DOGE takes aim at the penny
On X, DOGE pointed out the federal government spends more to produce the penny than its worth. But the penny has survived decades of reform attempts.
- In a post on X, DOGE criticized how much it costs to produce the penny.
- The debate over the penny, which costs more to make than it's worth, is decades old.
- DOGE alone can't take the coin out of circulation.
Elon Musk's Department of Government Efficiency is targeting one of the federal government's most notorious examples of waste: the penny.
Getting rid of the penny would test whether DOGE can eliminate a piece of government inefficiency that has survived decades of reform attempts.
On Tuesday, DOGE's account on X highlighted the coin's mounting costs: In fiscal year 2023, taxpayers spent more than $179 million producing over 4.5 billion pennies, with each coin costing more than three cents to make.
Despite bipartisan recognition of the penny's costs since at least the 1970s, efforts to phase out or reform the coin have repeatedly stalled in Congress, making it an ideal target for DOGE's efficiency campaign.
Lawmakers were considering the questions as recently as November, when Sen. Joni Ernst of Iowa, who founded the Senate's DOGE caucus, said changing the makeup of the coin could save significant money.
Material costs are largely to blame for the penny's high cost. While the coins were originally pure copper, they've been nearly 98% zinc since 1982 per JM Bullion. But zinc isn't as cheap as it once was. According to the US Mint's 2023 report, the penny's unit cost increased by 12.9%, the most of any other coin.
Fewer people are using cash at all in recent years, according to the Federal Reserve's 2024 report on consumer payments. While the report doesn't break down penny usage, it found that 16% of payments in 2023 were made in cash, down from 18% the year before.

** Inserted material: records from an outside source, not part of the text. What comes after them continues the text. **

use config::{Config, ConfigError, Environment, File};
use serde::Deserialize;
use std::env;
use std::path::Path;
use thiserror::Error;
use tracing::{error, info};
use validator::{Validate, ValidationError, ValidationErrors};

/// Default values for configuration
const DEFAULT_LOG_LEVEL: &str = "info";
const DEFAULT_ENV: &str = "development";
const DEFAULT_PORT: u16 = 8080;
const CONFIG_DIR: &str = "config";
const DEFAULT_SESSION_BACKEND: &str = "in-memory";
const DEFAULT_SESSION_NAMESPACE: &str = "backoffice:session";
pub const DEFAULT_SESSION_TTL_SECS: u64 = 60 * 60 * 24;
const DEFAULT_QUEUE_PAGE_SIZE: u64 = 10;
const DEV_DEFAULT_JWT_SECRET: &str =
    "development_only_jwt_secret_for_the_backoffice_api_do_not_deploy";

/// Application configuration structure with validation
#[derive(Clone, Debug, Deserialize, Validate)]
#[serde(deny_unknown_fields)]
pub struct AppConfig {
    /// Database connection URL
    pub database_url: String,

    /// Redis connection URL (session store backend)
    pub redis_url: String,

    /// JWT secret key
    #[validate(length(min = 32), custom = "validate_jwt_secret")]
    pub jwt_secret: String,

    /// JWT expiration time in seconds
    #[validate(range(min = 60, max = 604800))]
    pub jwt_expiration: usize,

    /// Server host address
    pub host: String,

    /// Server port
    #[serde(default = "default_port")]
    pub port: u16,

    /// Application environment
    pub environment: String,

    /// Logging level
    #[serde(default = "default_log_level")]
    #[validate(custom = "validate_log_level")]
    pub log_level: String,

    /// Log in JSON format (structured logging)
    #[serde(default)]
    pub log_json: bool,

    /// Whether to run database migrations on startup
    #[serde(default)]
    pub auto_migrate: bool,

    /// CORS: comma-separated list of allowed origins
    #[serde(default)]
    pub cors_allowed_origins: Option<String>,

    /// DB pool: max connections
    #[serde(default = "default_db_max_connections")]
    pub db_max_connections: u32,

    /// DB pool: min connections
    #[serde(default = "default_db_min_connections")]
    pub db_min_connections: u32,

    /// DB timeouts (seconds)
    #[serde(default = "default_db_connect_timeout_secs")]
    pub db_connect_timeout_secs: u64,
    #[serde(default = "default_db_idle_timeout_secs")]
    pub db_idle_timeout_secs: u64,
    #[serde(default = "default_db_acquire_timeout_secs")]
    pub db_acquire_timeout_secs: u64,

    /// Wizard session backend ("in-memory" or "redis")
    #[serde(default = "default_session_backend")]
    #[validate(custom = "validate_session_backend")]
    pub session_backend: String,

    /// Key prefix for wizard sessions stored in Redis
    #[serde(default = "default_session_namespace")]
    pub session_namespace: String,

    /// Lifetime of a staged wizard session in seconds
    #[serde(default = "default_session_ttl_secs")]
    pub session_ttl_secs: u64,

    /// Drop the staged wizard data once it has been committed
    #[serde(default)]
    pub clear_session_on_commit: bool,

    /// Page size used by the order queue views
    #[serde(default = "default_queue_page_size")]
    #[validate(range(min = 1, max = 100))]
    pub queue_page_size: u64,
}

impl AppConfig {
    /// Creates a new configuration with defaults for everything but the essentials
    pub fn new(
        database_url: String,
        jwt_secret: String,
        host: String,
        port: u16,
        environment: String,
    ) -> Self {
        Self {
            database_url,
            redis_url: "redis://localhost:6379".to_string(),
            jwt_secret,
            jwt_expiration: 3600,
            host,
            port,
            environment,
            log_level: default_log_level(),
            log_json: false,
            auto_migrate: false,
            cors_allowed_origins: None,
            db_max_connections: default_db_max_connections(),
            db_min_connections: default_db_min_connections(),
            db_connect_timeout_secs: default_db_connect_timeout_secs(),
            db_idle_timeout_secs: default_db_idle_timeout_secs(),
            db_acquire_timeout_secs: default_db_acquire_timeout_secs(),
            session_backend: default_session_backend(),
            session_namespace: default_session_namespace(),
            session_ttl_secs: default_session_ttl_secs(),
            clear_session_on_commit: false,
            queue_page_size: default_queue_page_size(),
        }
    }

    /// Gets database URL reference
    pub fn database_url(&self) -> &str {
        &self.database_url
    }

    /// Gets log level reference
    pub fn log_level(&self) -> &str {
        &self.log_level
    }

    pub fn is_production(&self) -> bool {
        self.environment.eq_ignore_ascii_case("production")
    }

    pub fn is_development(&self) -> bool {
        self.environment.eq_ignore_ascii_case("development")
    }

    pub fn session_ttl(&self) -> std::time::Duration {
        std::time::Duration::from_secs(self.session_ttl_secs)
    }

    /// Parsed CORS origins, empty when none are configured
    pub fn cors_origins(&self) -> Vec<String> {
        self.cors_allowed_origins
            .as_deref()
            .map(|raw| {
                raw.split(',')
                    .map(str::trim)
                    .filter(|origin| !origin.is_empty())
                    .map(str::to_string)
                    .collect()
            })
            .unwrap_or_default()
    }

    fn validate_additional_constraints(&self) -> Result<(), ValidationErrors> {
        let mut errors = ValidationErrors::new();

        if !self.is_development() && self.jwt_secret.trim() == DEV_DEFAULT_JWT_SECRET {
            let mut err = ValidationError::new("jwt_secret_default_dev");
            err.message = Some(
                "The bundled development JWT secret must not be used outside development. \
                 Set APP__JWT_SECRET."
                    .into(),
            );
            errors.add("jwt_secret", err);
        }

        if self.is_production() && self.cors_origins().is_empty() {
            let mut err = ValidationError::new("cors_allowed_origins_required");
            err.message = Some("Set APP__CORS_ALLOWED_ORIGINS in production".into());
            errors.add("cors_allowed_origins", err);
        }

        if errors.errors().is_empty() {
            Ok(())
        } else {
            Err(errors)
        }
    }
}

/// Configuration loading errors
#[derive(Debug, Error)]
pub enum AppConfigError {
    #[error("Configuration loading failed: {0}")]
    Load(#[from] ConfigError),

    #[error("Configuration validation failed: {0}")]
    Validation(#[from] validator::ValidationErrors),
}

/// Default value functions
fn default_log_level() -> String {
    DEFAULT_LOG_LEVEL.to_string()
}

fn default_port() -> u16 {
    DEFAULT_PORT
}

fn default_db_max_connections() -> u32 {
    10
}
fn default_db_min_connections() -> u32 {
    1
}
fn default_db_connect_timeout_secs() -> u64 {
    30
}
fn default_db_idle_timeout_secs() -> u64 {
    600
}
fn default_db_acquire_timeout_secs() -> u64 {
    8
}

fn default_session_backend() -> String {
    DEFAULT_SESSION_BACKEND.to_string()
}

fn default_session_namespace() -> String {
    DEFAULT_SESSION_NAMESPACE.to_string()
}

fn default_session_ttl_secs() -> u64 {
    DEFAULT_SESSION_TTL_SECS
}

fn default_queue_page_size() -> u64 {
    DEFAULT_QUEUE_PAGE_SIZE
}

fn validate_session_backend(value: &str) -> Result<(), ValidationError> {
    match value.to_ascii_lowercase().as_str() {
        "in-memory" | "redis" => Ok(()),
        _ => {
            let mut err = ValidationError::new("session_backend");
            err.message = Some("Must be one of: in-memory, redis".into());
            Err(err)
        }
    }
}

/// Validates log level values
fn validate_log_level(level: &str) -> Result<(), ValidationError> {
    let valid_levels = ["trace", "debug", "info", "warn", "error"];
    if valid_levels.contains(&level.to_lowercase().as_str()) {
        Ok(())
    } else {
        let mut err = ValidationError::new("log_level");
        err.message = Some("Must be one of: trace, debug, info, warn, error".into());
        Err(err)
    }
}

fn validate_jwt_secret(secret: &str) -> Result<(), ValidationError> {
    let trimmed = secret.trim();

    const DISALLOWED: [&str; 3] = ["your-secret-key", "default-secret-key", "changeme"];
    if DISALLOWED
        .iter()
        .any(|&bad| trimmed.eq_ignore_ascii_case(bad))
    {
        let mut err = ValidationError::new("jwt_secret");
        err.message = Some("JWT secret must be overridden with a secure random value".into());
        return Err(err);
    }

    if let Some(first) = trimmed.chars().next() {
        if trimmed.chars().all(|c| c == first) {
            let mut err = ValidationError::new("jwt_secret");
            err.message = Some("JWT secret cannot be a repeated character sequence".into());
            return Err(err);
        }
    }

    Ok(())
}

/// Initializes tracing using the provided log level as the default filter
pub fn init_tracing(level: &str, json: bool) {
    use tracing_subscriber::{fmt, EnvFilter};

    let default_directive = format!("backoffice_api={},tower_http=debug", level);
    let filter_directive = env::var("RUST_LOG")
        .ok()
        .filter(|s| !s.trim().is_empty())
        .unwrap_or(default_directive);

    if json {
        let _ = fmt()
            .with_env_filter(EnvFilter::new(filter_directive))
            .json()
            .try_init();
    } else {
        let _ = fmt()
            .with_env_filter(EnvFilter::new(filter_directive))
            .try_init();
    }
}

/// Loads application configuration
///
/// Layers configuration sources in this order:
/// 1. Built-in defaults
/// 2. Default config (config/default.toml)
/// 3. Environment-specific config (config/{env}.toml)
/// 4. Environment variables (APP__*)
pub fn load_config() -> Result<AppConfig, AppConfigError> {
    let run_env = env::var("RUN_ENV")
        .or_else(|_| env::var("APP_ENV"))
        .unwrap_or_else(|_| DEFAULT_ENV.to_string());
    info!("Loading configuration for environment: {}", run_env);

    if !Path::new(CONFIG_DIR).exists() {
        info!(
            "Config directory '{}' not found; relying on built-in defaults \
             and environment variables",
            CONFIG_DIR
        );
    }

    let mut builder = Config::builder()
        .set_default("database_url", "sqlite://backoffice.db?mode=rwc")?
        .set_default("redis_url", "redis://localhost:6379")?
        .set_default("jwt_expiration", 3600)?
        .set_default("host", "0.0.0.0")?
        .set_default("port", i64::from(DEFAULT_PORT))?
        .set_default("environment", run_env.as_str())?
        .set_default("log_level", DEFAULT_LOG_LEVEL)?
        .set_default("log_json", false)?
        .add_source(File::with_name(&format!("{}/default", CONFIG_DIR)).required(false))
        .add_source(File::with_name(&format!("{}/{}", CONFIG_DIR, run_env)).required(false));

    if run_env == DEFAULT_ENV {
        builder = builder.set_default("jwt_secret", DEV_DEFAULT_JWT_SECRET)?;
    }

    let config = builder
        .add_source(Environment::with_prefix("APP").separator("__"))
        .build()?;

    if config.get_string("jwt_secret").is_err() {
        error!(
            "JWT secret is not configured. \
             Set APP__JWT_SECRET to a random string of at least 32 characters."
        );
        return Err(AppConfigError::Load(ConfigError::NotFound(
            "jwt_secret is required but not configured. Set APP__JWT_SECRET environment variable."
                .into(),
        )));
    }

    let app_config: AppConfig = config.try_deserialize()?;

    app_config.validate().map_err(|e| {
        error!("Configuration validation failed: {:?}", e);
        AppConfigError::Validation(e)
    })?;

    app_config.validate_additional_constraints().map_err(|e| {
        error!("Configuration security validation failed: {:?}", e);
        AppConfigError::Validation(e)
    })?;

    info!("Configuration loaded successfully");
    Ok(app_config)
}

#[cfg(test)]
mod validation_tests {
    use super::*;

    fn base_config() -> AppConfig {
        AppConfig::new(
            "sqlite::memory:".into(),
            "a_reasonably_long_secret_for_unit_tests_0123456789".into(),
            "127.0.0.1".into(),
            8080,
            "production".into(),
        )
    }

    #[test]
    fn defaults_pass_field_validation() {
        let cfg = base_config();
        assert!(cfg.validate().is_ok());
        assert_eq!(cfg.queue_page_size, 10);
        assert!(!cfg.clear_session_on_commit);
    }

    #[test]
    fn production_requires_cors_origins() {
        let cfg = base_config();
        assert!(cfg.validate_additional_constraints().is_err());

        let mut cfg = base_config();
        cfg.cors_allowed_origins = Some("https://shop.example.com, ".into());
        assert!(cfg.validate_additional_constraints().is_ok());
        assert_eq!(cfg.cors_origins(), vec!["https://shop.example.com".to_string()]);
    }

    #[test]
    fn dev_secret_rejected_outside_development() {
        let mut cfg = base_config();
        cfg.environment = "staging".into();
        cfg.jwt_secret = DEV_DEFAULT_JWT_SECRET.into();
        assert!(cfg.validate_additional_constraints().is_err());

        cfg.environment = "development".into();
        assert!(cfg.validate_additional_constraints().is_ok());
    }

    #[test]
    fn unknown_session_backend_is_rejected() {
        let mut cfg = base_config();
        cfg.session_backend = "memcached".into();
        let errors = cfg.validate().unwrap_err();
        assert!(errors.field_errors().contains_key("session_backend"));
    }

    #[test]
    fn short_or_repeated_secrets_are_rejected() {
        let mut cfg = base_config();
        cfg.jwt_secret = "short".into();
        assert!(cfg.validate().is_err());

        cfg.jwt_secret = "a".repeat(40);
        assert!(cfg.validate().is_err());
    }
}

It's not clear from one post if DOGE plans to officially take on eliminating the penny — and Musk's group alone doesn't have the power to get rid of the coin. Congress would need to pass a law stopping the distribution of the coin or, in theory, the Treasury secretary could decide that the nation didn't need to make any more.
Other countries, including Canada and Sweden, have stopped producing their pennies, and the US ditched its half-cent coin in 1857. Data for Progress, a progressive think tank, found in a 2022 survey that 58% of respondents think the government should stop producing new pennies.
When President Donald Trump came into office on Monday, he signed an Executive Order that situated DOGE as an agency inside the government and limited its scope to updating the federal government's IT systems. By posting about the penny, DOGE seems to be signaling it plans to give its two cents on far more than software issues.